Masa Kageyama1, Pierre-Henri Blard2, Stella Bourdin1, Julien Charreau2, Lukas Kluft3, Guillaume Leduc4, and Etienne Legrain5
Masa Kageyama et al.
  • 1Laboratoire des Sciences du Climat et de l'Environnement, IPSL, Gif-sur-Yvette Cedex, France (masa.kageyama@lsce.ipsl.fr)
  • 2CRPG, Nancy, France
  • 3MPI Meteorology, Hamburg, Germany
  • 4CEREGE, Aix-en-Provence, France
  • 5IGE, Grenoble, France

The amplitude of the Last Glacial Maximum (LGM) cooling compared to pre-industrial has long been a topic of debate, which partly arises from the fact that this cooling is spatially heterogeneous. Paleotemperature reconstructions shows that this cooling is larger on land than over the oceans, a feature which is well captured by Global Climate Models. However the amplitude of the LGM cooling at high altitudes is still not well constrained, with available data showing an important disparity from a region to another (Blard et al., 2007; Tripati et al., 2014). Here we present a new compilation of glacier-based temperature reconstructions at high elevation (> 2500 m) for the LGM, which are compared to synchronous changes of sea surface temperatures (Pacific Ocean), along the American Cordillera, from 40°S to 40°N. This new reconstruction confirms that lapse rates were steeper during the LGM in the tropics and shows that this feature relates to a drier atmosphere. To further analyse this observation, we first use the IPSL global climate model PMIP4 results (Kageyama et al., 2021), which, in agreement with the reconstructions, yields a steeper tropical lapse rate in its LGM simulation, compared with the pre-industrial one. Next, we disentangle the impacts of the lower atmospheric CO2 concentration and of lower humidity using a single column radiative-convective equilibrium model (Kluft et al., 2019), and show the strong impact of changes in humidity in the tropical lapse rate steepening at the LGM.

References

Blard, P.-H., Lavé, J., Wagnon, P. and Bourlès, D : Persistence of full glacial conditions in the central Pacific until 15,000 years ago, Nature, 449, 591–594, https://doi.org/10.1038/nature06142, 2007.

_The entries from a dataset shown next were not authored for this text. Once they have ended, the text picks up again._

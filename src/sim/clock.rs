use std::sync::atomic::{AtomicU64, Ordering};

use super::types::{SimConfig, SimTime};

/// The global simulation clock shared by every device.
///
/// Tracks the index of the last completed tick; tick 0 is the epoch. The
/// counter is atomic so readers (command issue times, API handlers) never
/// wait on the scheduler.
///
/// # Examples
///
/// ```
/// use home_energy_sim::sim::clock::SimClock;
/// use home_energy_sim::sim::types::{SimConfig, SimTime};
///
/// let clock = SimClock::new(&SimConfig::new(1000, 60, 0));
/// assert_eq!(clock.advance(), (1, SimTime(60)));
/// assert_eq!(clock.now(), SimTime(60));
/// ```
#[derive(Debug)]
pub struct SimClock {
    /// Last completed tick.
    current: AtomicU64,
    /// Simulated seconds per tick.
    step_seconds: u64,
}

impl SimClock {
    /// Creates a clock at the epoch.
    pub fn new(config: &SimConfig) -> Self {
        Self {
            current: AtomicU64::new(0),
            step_seconds: config.sim_seconds_per_tick,
        }
    }

    /// Index of the last completed tick.
    pub fn tick(&self) -> u64 {
        self.current.load(Ordering::Acquire)
    }

    /// Simulated time of the last completed tick.
    pub fn now(&self) -> SimTime {
        self.time_at(self.tick())
    }

    /// Simulated time of tick `tick`.
    pub fn time_at(&self, tick: u64) -> SimTime {
        SimTime(tick.saturating_mul(self.step_seconds))
    }

    /// Advances by one tick.
    ///
    /// # Returns
    ///
    /// The new tick index and its simulated time.
    pub fn advance(&self) -> (u64, SimTime) {
        let tick = self.current.fetch_add(1, Ordering::AcqRel) + 1;
        (tick, self.time_at(tick))
    }
}

#[cfg(test)]
mod tests {
    use super::*;

    #[test]
    fn test_new_clock() {
        let clock = SimClock::new(&SimConfig::new(1000, 60, 0));
        assert_eq!(clock.tick(), 0);
        assert_eq!(clock.now(), SimTime::ZERO);
    }

    #[test]
    fn test_advance() {
        let clock = SimClock::new(&SimConfig::new(500, 120, 0));
        assert_eq!(clock.advance(), (1, SimTime(60)));
        assert_eq!(clock.advance(), (2, SimTime(120)));
        assert_eq!(clock.tick(), 2);
    }

    #[test]
    fn time_is_monotonic() {
        let clock = SimClock::new(&SimConfig::new(1000, 60, 0));
        let mut last = clock.now();
        for _ in 0..100 {
            let (_, now) = clock.advance();
            assert!(now > last);
            last = now;
        }
    }
}
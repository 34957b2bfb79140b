//! Registry of simulated devices and their per-device mutable state.

use std::collections::BTreeMap;
use std::sync::{Arc, Mutex, MutexGuard, PoisonError, RwLock};

use serde::Serialize;

use crate::control::CommandLog;
use crate::error::{EngineError, Result};
use crate::sim::effects::EffectSet;
use crate::sim::types::TelemetrySnapshot;

use super::Device;

/// Where a device is in the tick cycle.
#[derive(Debug, Clone, Copy, PartialEq, Eq, Serialize)]
#[serde(rename_all = "kebab-case")]
pub enum TickPhase {
    /// Between ticks; commands may apply.
    Idle,
    /// Lapsed pending effects are being removed.
    ExpiringEffects,
    /// The model is producing the next snapshot.
    Ticking,
}

/// Everything the engine tracks for one device.
///
/// Guarded by a single per-device mutex so a command and a tick for the
/// same device never interleave.
#[derive(Debug)]
pub struct DeviceState {
    /// Identity, ratings, configuration, and status.
    pub device: Device,
    /// Overrides installed by commands.
    pub effects: EffectSet,
    /// Most recent snapshot; frozen while the device is offline.
    pub latest: TelemetrySnapshot,
    /// Accepted commands, most recent last.
    pub commands: CommandLog,
    /// Current tick phase.
    pub phase: TickPhase,
}

impl DeviceState {
    /// Wraps a freshly registered device and its first snapshot.
    pub fn new(device: Device, initial: TelemetrySnapshot, log_capacity: usize) -> Self {
        Self {
            device,
            effects: EffectSet::new(),
            latest: initial,
            commands: CommandLog::new(log_capacity),
            phase: TickPhase::Idle,
        }
    }
}

/// Shared handle to one device's state.
pub type DeviceHandle = Arc<Mutex<DeviceState>>;

/// Locks a device, recovering the state if a previous holder panicked.
pub fn lock(handle: &DeviceHandle) -> MutexGuard<'_, DeviceState> {
    handle.lock().unwrap_or_else(PoisonError::into_inner)
}

/// The set of registered devices, ordered by id.
///
/// The map lock is only held to look up or insert handles; per-device work
/// happens under the device's own mutex, so no cross-device locking occurs.
#[derive(Debug, Default)]
pub struct Registry {
    devices: RwLock<BTreeMap<String, DeviceHandle>>,
}

impl Registry {
    /// Creates an empty registry.
    pub fn new() -> Self {
        Self::default()
    }

    /// Adds a device.
    ///
    /// # Errors
    ///
    /// Returns [`EngineError::DeviceExists`] if the id is taken.
    pub fn insert(&self, state: DeviceState) -> Result<DeviceHandle> {
        let id = state.device.id.clone();
        self.insert_with(&id, || Ok(state))
    }

    /// Adds device `id`, building its state only once the id is known to be
    /// free. The map stays write-locked while `build` runs, so concurrent
    /// registrations of one id cannot both reach it.
    ///
    /// # Errors
    ///
    /// [`EngineError::DeviceExists`] if the id is taken, or whatever `build`
    /// returns.
    pub fn insert_with(
        &self,
        id: &str,
        build: impl FnOnce() -> Result<DeviceState>,
    ) -> Result<DeviceHandle> {
        let mut devices = self.devices.write().unwrap_or_else(PoisonError::into_inner);
        if devices.contains_key(id) {
            return Err(EngineError::DeviceExists(id.to_string()));
        }
        let handle = Arc::new(Mutex::new(build()?));
        devices.insert(id.to_string(), Arc::clone(&handle));
        Ok(handle)
    }

    /// Handle of device `id`.
    ///
    /// # Errors
    ///
    /// Returns [`EngineError::UnknownDevice`] if no such device exists.
    pub fn handle(&self, id: &str) -> Result<DeviceHandle> {
        self.devices
            .read()
            .unwrap_or_else(PoisonError::into_inner)
            .get(id)
            .cloned()
            .ok_or_else(|| EngineError::UnknownDevice(id.to_string()))
    }

    /// Whether a device with `id` is registered.
    pub fn contains(&self, id: &str) -> bool {
        self.devices
            .read()
            .unwrap_or_else(PoisonError::into_inner)
            .contains_key(id)
    }

    /// Handles of every device, ordered by id.
    pub fn handles(&self) -> Vec<DeviceHandle> {
        self.devices
            .read()
            .unwrap_or_else(PoisonError::into_inner)
            .values()
            .cloned()
            .collect()
    }

    /// A copy of device `id`.
    ///
    /// # Errors
    ///
    /// Returns [`EngineError::UnknownDevice`] if no such device exists.
    pub fn device(&self, id: &str) -> Result<Device> {
        let handle = self.handle(id)?;
        let state = lock(&handle);
        Ok(state.device.clone())
    }

    /// Copies of every device, ordered by id.
    pub fn list(&self) -> Vec<Device> {
        self.handles()
            .iter()
            .map(|h| lock(h).device.clone())
            .collect()
    }

    /// Number of registered devices.
    pub fn len(&self) -> usize {
        self.devices
            .read()
            .unwrap_or_else(PoisonError::into_inner)
            .len()
    }

    /// Whether no device is registered.
    pub fn is_empty(&self) -> bool {
        self.len() == 0
    }
}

Tripati, A. K., Sahany, S., Pittman, D., Eagle, R. A., Neelin, J. D., Mitchell, J. L. and Beaucoufort, L.: Modern and glacial tropical snowlines controlled by sea surface temperature and atmospheric mixing, Nature Geoscience, 7, 205–209, https://doi.org/10.1038/ngeo2082, 2014.

Kageyama, M., Harrison, S. P., Kapsch, M.-L., Lofverstrom, M., Lora, J. M., Mikolajewicz, U., Sherriff-Tadano, S., Vadsaria, T., Abe-Ouchi, A., Bouttes, N., Chandan, D., Gregoire, L. J., Ivanovic, R. F., Izumi, K., LeGrande, A. N., Lhardy, F., Lohmann, G., Morozova, P. A., Ohgaito, R., Paul, A., Peltier, W. R., Poulsen, C. J., Quiquet, A., Roche, D. M., Shi, X., Tierney, J. E., Valdes, P. J., Volodin, E., and Zhu, J.: The PMIP4 Last Glacial Maximum experiments: preliminary results and comparison with the PMIP3 simulations, Clim. Past, 17, 1065–1089, https://doi.org/10.5194/cp-17-1065-2021, 2021.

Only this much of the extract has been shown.